Let’s start by cutting out the arbour within the lateral horn from
all of the neurons. We’ll use a very simple approach of cutting at
X=250, although **nat** has more sophisticated ways to do
this e.g. by using 3D spaces defined by a surface mesh.

```
# note that we had to use OmitFailures=T due to a problem with the graph
# structure of one neuron
lha=nlapply(Cell07PNs, subset, X>250, OmitFailures = T)
# Let's plot what we have colouring by glomerulus
plot(lha, col=Glomerulus, WithNodes=F)
```

Now we can get a basic statistical summary by axon arbour.

```
lhstats=summary(lha, include.attached.dataframe = TRUE)
boxplot(lhstats$cable.length~lhstats$Glomerulus, log='y')
```

We can also calculate the median position of the arbour for each neuron and add that to the lhstats database

```
# quick function to calculate centroid
arbour_centroid <- function(n) {
# extract location of all points in neuron object
xyzs=xyzmatrix(n)
# median in all 3 axes (=>2 columns)
apply(xyzs, 2, median)
}
# note that we have to transpose because sapply results in x,y,z rows
centroids=t(sapply(lha, arbour_centroid))
lhstats=cbind(lhstats, centroids)
```

Finally we can take these data and see how well we can predict the
identity of the neuron (i.e. its glomerulus) based on the statistics of
the axon arbour in the lateral horn. We use the linear discriminant
analysis (provided by the function `lda`

in recommended
package `MASS`

). This also runs a leave one out
cross-validation to get a more robust initial estimate of prediction
error.

```
library(MASS)
lda.fit = lda(Glomerulus ~ cable.length+X+Y+Z+branchpoints, lhstats, CV = T)
table(lda.fit$class, lhstats$Glomerulus)
```

```
##
## DA1 DL3 DP1m VA1d
## DA1 10 2 0 1
## DL3 0 7 0 0
## DP1m 0 0 8 0
## VA1d 1 0 0 10
```

The prediction accuracy of 35/39 i.e. just under 90% is already very good compared with a chance level of about 25% for these 4 classes.

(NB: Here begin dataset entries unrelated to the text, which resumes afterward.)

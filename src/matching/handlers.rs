// src/matching/handlers.rs

use axum::{
    extract::{
        multipart::MultipartRejection,
        rejection::QueryRejection,
        Extension, Multipart, Path, Query,
    },
    http::StatusCode,
    response::Json,
};
use std::sync::Arc;
use tracing::info;

use super::models::{MatchQuery, MatchResultResponse};
use super::pipeline::{self, SingleMatchRequest, DEFAULT_TOP_K};
use super::store;
use super::validators::{MatchQueryValidator, SingleMatchFields, SingleMatchFieldsValidator};
use crate::candidates::validators::UploadValidator;
use crate::common::upload::MultipartForm;
use crate::common::{ApiError, AppState, Validator};
use crate::jobs::store as job_store;

/// POST /match - Evaluate one resume against one job description
pub async fn match_single(
    Extension(state): Extension<Arc<AppState>>,
    multipart: Result<Multipart, MultipartRejection>,
) -> Result<(StatusCode, Json<MatchResultResponse>), ApiError> {
    let mut form = MultipartForm::read(multipart?).await?;
    let resume = form
        .take_file("resume")
        .ok_or_else(|| ApiError::BadRequest("No resume file provided".to_string()))?;

    UploadValidator {
        max_bytes: state.config.max_upload_bytes,
    }
    .validate(&resume)
    .into_result()?;

    let fields = SingleMatchFields {
        jd_text: form.text("jd_text"),
        candidate_name: form.text("candidate_name"),
        title: form.text("title"),
    };
    SingleMatchFieldsValidator.validate(&fields).into_result()?;

    let request = SingleMatchRequest {
        jd_text: fields.jd_text.unwrap_or_default().to_string(),
        candidate_name: fields.candidate_name.map(str::to_string),
        title: fields.title.map(str::to_string),
        resume,
    };

    let result = pipeline::evaluate_single(&state, request).await?;
    Ok((StatusCode::CREATED, Json(result)))
}

/// GET /match/:job_id?top_k=5 - Rank stored candidates for a job
pub async fn match_candidates(
    Extension(state): Extension<Arc<AppState>>,
    Path(job_id): Path<String>,
    query: Result<Query<MatchQuery>, QueryRejection>,
) -> Result<Json<Vec<MatchResultResponse>>, ApiError> {
    let Query(query) = query?;
    MatchQueryValidator.validate(&query).into_result()?;
    let top_k = query.top_k.unwrap_or(DEFAULT_TOP_K) as usize;

    let job = job_store::get_job(&state.db, &job_id)
        .await?
        .ok_or_else(|| ApiError::NotFound(format!("Job {} not found", job_id)))?;

    let results = pipeline::rank_candidates(&state, &job, top_k).await?;

    info!(job_id = %job_id, returned = results.len(), "Candidates ranked");
    Ok(Json(results))
}

/// GET /results/:job_id - Stored results for a job, newest first
pub async fn list_results(
    Extension(state): Extension<Arc<AppState>>,
    Path(job_id): Path<String>,
) -> Result<Json<Vec<MatchResultResponse>>, ApiError> {
    if job_store::get_job(&state.db, &job_id).await?.is_none() {
        return Err(ApiError::NotFound(format!("Job {} not found", job_id)));
    }

    let rows = store::list_match_results(&state.db, &job_id).await?;
    Ok(Json(rows.into_iter().map(MatchResultResponse::from).collect()))
}

/// GET /results/:job_id/:candidate_id - Latest stored result for the pair
pub async fn get_result(
    Extension(state): Extension<Arc<AppState>>,
    Path((job_id, candidate_id)): Path<(String, String)>,
) -> Result<Json<MatchResultResponse>, ApiError> {
    let row = store::get_match_result(&state.db, &candidate_id, &job_id)
        .await?
        .ok_or_else(|| {
            ApiError::NotFound(format!(
                "No match result for candidate {} and job {}",
                candidate_id, job_id
            ))
        })?;

    Ok(Json(MatchResultResponse::from(row)))
}
// src/matching/store.rs
//! Match results are append-only: reads return the newest row for a pair.

use sqlx::{Sqlite, SqlitePool};

use super::models::{InsertedRow, MatchResultRow, NewMatchResult};
use crate::common::generate_match_id;

const SELECT_WITH_NAME: &str = r#"
    SELECT m.id, m.candidate_id, c.name AS candidate_name, m.job_id, m.similarity, m.score,
           m.components, m.summary_bullets, m.fit_score, m.key_strengths, m.concerns,
           m.reasoning, m.llm_model, m.created_at
    FROM match_results m
    LEFT JOIN candidates c ON c.id = m.candidate_id
"#;

fn to_json<T: serde::Serialize>(value: &T, fallback: &str) -> String {
    serde_json::to_string(value).unwrap_or_else(|_| fallback.to_string())
}

/// Insert inside the caller's transaction
pub async fn insert_match_result(
    tx: &mut sqlx::Transaction<'_, Sqlite>,
    result: &NewMatchResult,
) -> Result<InsertedRow, sqlx::Error> {
    let id = generate_match_id();
    let now = chrono::Utc::now().to_rfc3339();
    let evaluation = &result.evaluation;

    sqlx::query(
        r#"
        INSERT INTO match_results (
            id, candidate_id, job_id, similarity, score, components, summary_bullets,
            fit_score, key_strengths, concerns, reasoning, llm_model, created_at
        ) VALUES (?, ?, ?, ?, ?, ?, ?, ?, ?, ?, ?, ?, ?)
        "#,
    )
    .bind(&id)
    .bind(&result.candidate_id)
    .bind(&result.job_id)
    .bind(result.similarity as f64)
    .bind(result.composite.score as f64)
    .bind(to_json(&result.composite.components, "{}"))
    .bind(to_json(&evaluation.summary_bullets, "[]"))
    .bind(evaluation.fit_score as i64)
    .bind(to_json(&evaluation.key_strengths, "[]"))
    .bind(to_json(&evaluation.concerns, "[]"))
    .bind(&evaluation.reasoning)
    .bind(&result.llm_model)
    .bind(&now)
    .execute(&mut **tx)
    .await?;

    Ok(InsertedRow {
        id,
        created_at: now,
    })
}

/// Latest result for a (candidate, job) pair
pub async fn get_match_result(
    pool: &SqlitePool,
    candidate_id: &str,
    job_id: &str,
) -> Result<Option<MatchResultRow>, sqlx::Error> {
    sqlx::query_as::<_, MatchResultRow>(&format!(
        "{} WHERE m.candidate_id = ? AND m.job_id = ? ORDER BY m.created_at DESC, m.rowid DESC LIMIT 1",
        SELECT_WITH_NAME
    ))
    .bind(candidate_id)
    .bind(job_id)
    .fetch_optional(pool)
    .await
}

/// Every stored result for a job, newest first
pub async fn list_match_results(
    pool: &SqlitePool,
    job_id: &str,
) -> Result<Vec<MatchResultRow>, sqlx::Error> {
    sqlx::query_as::<_, MatchResultRow>(&format!(
        "{} WHERE m.job_id = ? ORDER BY m.created_at DESC, m.rowid DESC",
        SELECT_WITH_NAME
    ))
    .bind(job_id)
    .fetch_all(pool)
    .await
}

We hope this tutorial will provide you with a good foundation for
further use of the **nat** and related packages. Please
visit the main nat
README for suggestions of resources to learn more and solve
problems. You may also find that some time spent reading Hadley
Wickham’s Advanced R is a
worthwhile investment. I recommend the first 7 chapters (Introduction to
OO field guide) as material that will be helpful for anyone who intends
to carry out a significant project using R.